On our way to the beach, the girls teach me some essential Brazilian vocabulary: strapless bikini tops are called tomara que caia , literally “I hope it falls down.” And I have to admit, they do look like they do look like they could fall down at any moment.

And it gets even better: they call the bottom part “dental floss”. That’s pretty funny.

But I do wonder, if I had to walk around in dental floss most of the time, would I want surgery too?

Isis: “When you go to the beach, people always check out your body. You’re constantly being judged. That’s how it is here.”

Journalist: “Maybe this is the reason why you are doing all these surgeries?”

Isis: “No, I don’t think so! Liposuction was something I always wanted, ever since I was fifteen (15).

As for my breasts, I figured I had to bet them done after I lost so much weight. They were so small and saggy.

I thought I had to, to look better for other people. But it’s something I’ve always wanted to do anyway.”

*     *     *     *     *     *     *


Body, Figure. People in Rio go to the beach and wear bikinis only in summer. Is this true or false?

Head, Face.
This place is called “Sea (See) and be Seen”. What does this mean?

Hair, Eyebrows.
Do more Americans go under the knife (have plastic surgery) than any other nation? Is the United States ranked number one in terms of cosmetic surgery every year?

Eyes, Nose, Mouth, Ears. In Brazil, people are ashamed and secretive about having plastic surgery. It is considered a great shame. Is this correct or incorrect? Do they speak seriously or casually about cosmetic surgery?

Forehead, Chin, Cheeks.
Only celebrities undergo cosmetic surgery, but ordinary people prefer to stay natural. Is this right or wrong? Is plastic surgery very widespread (common) in Brazil?

Neck, Shoulders. How do the doctors feel about people having plastic surgery? What do doctors think about cosmetic surgery?

Chest, Breasts. In Brazil, people want to have plastic surgery because they are physically “unattractive” or to restore disfigurements from accidents. Yes or no? Why do so many people want to have cosmetic surgery?
Stomach, Abdomen, Waist, Navel. Have your friends, classmates or coworkers had plastic surgery? What happened? Has it changed their personality or character? Is plastic surgery becoming more common in your city or country? What are some common procedures?

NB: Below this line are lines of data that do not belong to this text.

use std::sync::atomic::{AtomicBool, AtomicUsize, Ordering};
use std::sync::Arc;

use anyhow::{Context, Result};
use arc_swap::ArcSwapOption;
use atomic_float::AtomicF32;
use cpal::traits::{DeviceTrait, HostTrait, StreamTrait};

/// Decoded episode audio. Podcast review only needs a mono mixdown; the
/// buffer keeps its source rate and the output callback steps through it
/// fractionally to match the device rate.
#[derive(Debug)]
pub struct AudioBuffer {
    pub samples: Vec<f32>,
    pub sample_rate: u32,
}

impl AudioBuffer {
    pub fn new(samples: Vec<f32>, sample_rate: u32) -> Self {
        Self {
            samples,
            sample_rate: sample_rate.max(1),
        }
    }

    pub fn len(&self) -> usize {
        self.samples.len()
    }

    pub fn is_empty(&self) -> bool {
        self.samples.is_empty()
    }

    pub fn duration_secs(&self) -> f64 {
        self.samples.len() as f64 / self.sample_rate as f64
    }
}

pub struct SharedAudio {
    pub samples: ArcSwapOption<AudioBuffer>,
    pub vol: AtomicF32, // 0.0..1.0 linear gain
    pub playing: AtomicBool,
    pub play_pos: AtomicUsize, // buffer-sample units
    pub play_pos_f: AtomicF32, // fractional position for resampling
    pub out_sample_rate: u32,
}

pub struct AudioEngine {
    _stream: Option<cpal::Stream>,
    pub shared: Arc<SharedAudio>,
}

impl AudioEngine {
    fn new_shared(out_sample_rate: u32) -> Arc<SharedAudio> {
        Arc::new(SharedAudio {
            samples: ArcSwapOption::from(None),
            vol: AtomicF32::new(1.0),
            playing: AtomicBool::new(false),
            play_pos: AtomicUsize::new(0),
            play_pos_f: AtomicF32::new(0.0),
            out_sample_rate,
        })
    }

    pub fn new() -> Result<Self> {
        let host = cpal::default_host();
        let device = host
            .default_output_device()
            .context("No default output device")?;
        let cfg = device
            .default_output_config()
            .context("No default output config")?;

        let shared = Self::new_shared(cfg.sample_rate());

        let stream = match cfg.sample_format() {
            cpal::SampleFormat::F32 => {
                Self::build_stream::<f32>(&device, &cfg.into(), shared.clone())?
            }
            cpal::SampleFormat::I16 => {
                Self::build_stream::<i16>(&device, &cfg.into(), shared.clone())?
            }
            cpal::SampleFormat::U16 => {
                Self::build_stream::<u16>(&device, &cfg.into(), shared.clone())?
            }
            _ => anyhow::bail!("Unsupported sample format"),
        };

        Ok(Self {
            _stream: Some(stream),
            shared,
        })
    }

    /// Same shared state with no device stream. Position only moves through
    /// seeks, which is what the headless tests need.
    pub fn new_for_test() -> Self {
        Self {
            _stream: None,
            shared: Self::new_shared(48_000),
        }
    }

    fn build_stream<T>(
        device: &cpal::Device,
        cfg: &cpal::StreamConfig,
        shared: Arc<SharedAudio>,
    ) -> Result<cpal::Stream>
    where
        T: cpal::SizedSample + cpal::FromSample<f32>,
    {
        let channels = cfg.channels as usize;
        let out_rate = shared.out_sample_rate.max(1) as f32;
        let err_fn = |e| eprintln!("cpal stream error: {e}");
        let stream = device.build_output_stream(
            cfg,
            move |data: &mut [T], _| {
                let silence = |data: &mut [T]| {
                    for s in data.iter_mut() {
                        *s = T::from_sample(0.0);
                    }
                };
                let maybe_samples = shared.samples.load();
                if !shared.playing.load(Ordering::Relaxed) {
                    silence(data);
                    return;
                }
                let Some(buf) = maybe_samples.as_ref() else {
                    silence(data);
                    return;
                };
                let len = buf.len();
                if len == 0 {
                    silence(data);
                    return;
                }
                let vol = shared.vol.load(Ordering::Relaxed);
                let step = buf.sample_rate as f32 / out_rate;
                let mut pos_f = shared.play_pos_f.load(Ordering::Relaxed);
                if !pos_f.is_finite() || pos_f < 0.0 {
                    pos_f = 0.0;
                }
                for frame in data.chunks_mut(channels) {
                    let pos = pos_f.floor() as usize;
                    if pos >= len {
                        shared.playing.store(false, Ordering::Relaxed);
                        for ch in frame.iter_mut() {
                            *ch = T::from_sample(0.0);
                        }
                        continue;
                    }
                    let i1 = (pos + 1).min(len - 1);
                    let t = (pos_f - pos as f32).clamp(0.0, 1.0);
                    let s_lin = buf.samples[pos] * (1.0 - t) + buf.samples[i1] * t;
                    let s = (s_lin * vol).clamp(-1.0, 1.0);
                    for ch in frame.iter_mut() {
                        *ch = T::from_sample(s);
                    }
                    pos_f += step;
                }
                shared
                    .play_pos
                    .store(pos_f.floor() as usize, Ordering::Relaxed);
                shared.play_pos_f.store(pos_f, Ordering::Relaxed);
            },
            err_fn,
            None,
        )?;
        stream.play()?;
        Ok(stream)
    }

    pub fn set_samples(&self, samples: Arc<AudioBuffer>) {
        self.shared.samples.store(Some(samples));
        self.shared.play_pos.store(0, Ordering::Relaxed);
        self.shared.play_pos_f.store(0.0, Ordering::Relaxed);
    }

    /// Drop the loaded media and stop playback, e.g. when the station
    /// switches episodes before the next buffer is ready.
    pub fn clear_samples(&self) {
        self.shared.playing.store(false, Ordering::Relaxed);
        self.shared.samples.store(None);
        self.shared.play_pos.store(0, Ordering::Relaxed);
        self.shared.play_pos_f.store(0.0, Ordering::Relaxed);
    }

    pub fn set_volume(&self, v: f32) {
        self.shared.vol.store(v.clamp(0.0, 1.0), Ordering::Relaxed);
    }

    pub fn is_playing(&self) -> bool {
        self.shared.playing.load(Ordering::Relaxed)
    }

    pub fn play(&self) {
        let Some(buf) = self.shared.samples.load().as_ref().cloned() else {
            return;
        };
        // Play from the end rewinds so the button always does something.
        let pos = self.shared.play_pos.load(Ordering::Relaxed);
        if pos >= buf.len() {
            self.shared.play_pos.store(0, Ordering::Relaxed);
            self.shared.play_pos_f.store(0.0, Ordering::Relaxed);
        }
        self.shared.playing.store(true, Ordering::Relaxed);
    }

    pub fn pause(&self) {
        self.shared.playing.store(false, Ordering::Relaxed);
    }

    /// Duration of the loaded buffer; `None` while nothing is loaded.
    pub fn duration_secs(&self) -> Option<f64> {
        self.shared
            .samples
            .load()
            .as_ref()
            .map(|b| b.duration_secs())
    }

    pub fn position_secs(&self) -> f64 {
        let sr = self
            .shared
            .samples
            .load()
            .as_ref()
            .map(|b| b.sample_rate)
            .unwrap_or(self.shared.out_sample_rate)
            .max(1);
        self.shared.play_pos_f.load(Ordering::Relaxed) as f64 / sr as f64
    }

    pub fn seek_to_secs(&self, t: f64) {
        let Some(buf) = self.shared.samples.load().as_ref().cloned() else {
            return;
        };
        let sr = buf.sample_rate.max(1) as f64;
        let pos = ((t.max(0.0) * sr) as usize).min(buf.len());
        self.shared.play_pos.store(pos, Ordering::Relaxed);
        self.shared.play_pos_f.store(pos as f32, Ordering::Relaxed);
    }
}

Back, Spine. Why do people have plastic surgery? Is it for vanity, social, economic, aesthetic, professional reasons, self-esteem or all of the above?

Arm, Elbow, Hand, Fingers, Thumb. How important (or essential) is having an “attractive” (beautiful) physical appearance? Is it vital, extremely important, very important, in the middle, so-so, not very important or not important at all?

Hips, Buttocks. What kind of people have plastic surgery? Men, women; teenagers, young adults, middle-aged, old people; poor, working class, middle class, upper-middle class, upper-class (rich), celebrities?

Leg, Knee, Foot-Feet, Toes.
What will happen in the future regarding plastic surgery?

Skin. People shouldn’t have plastic surgery — they should just appreciate themselves and accept who they are. What do you think?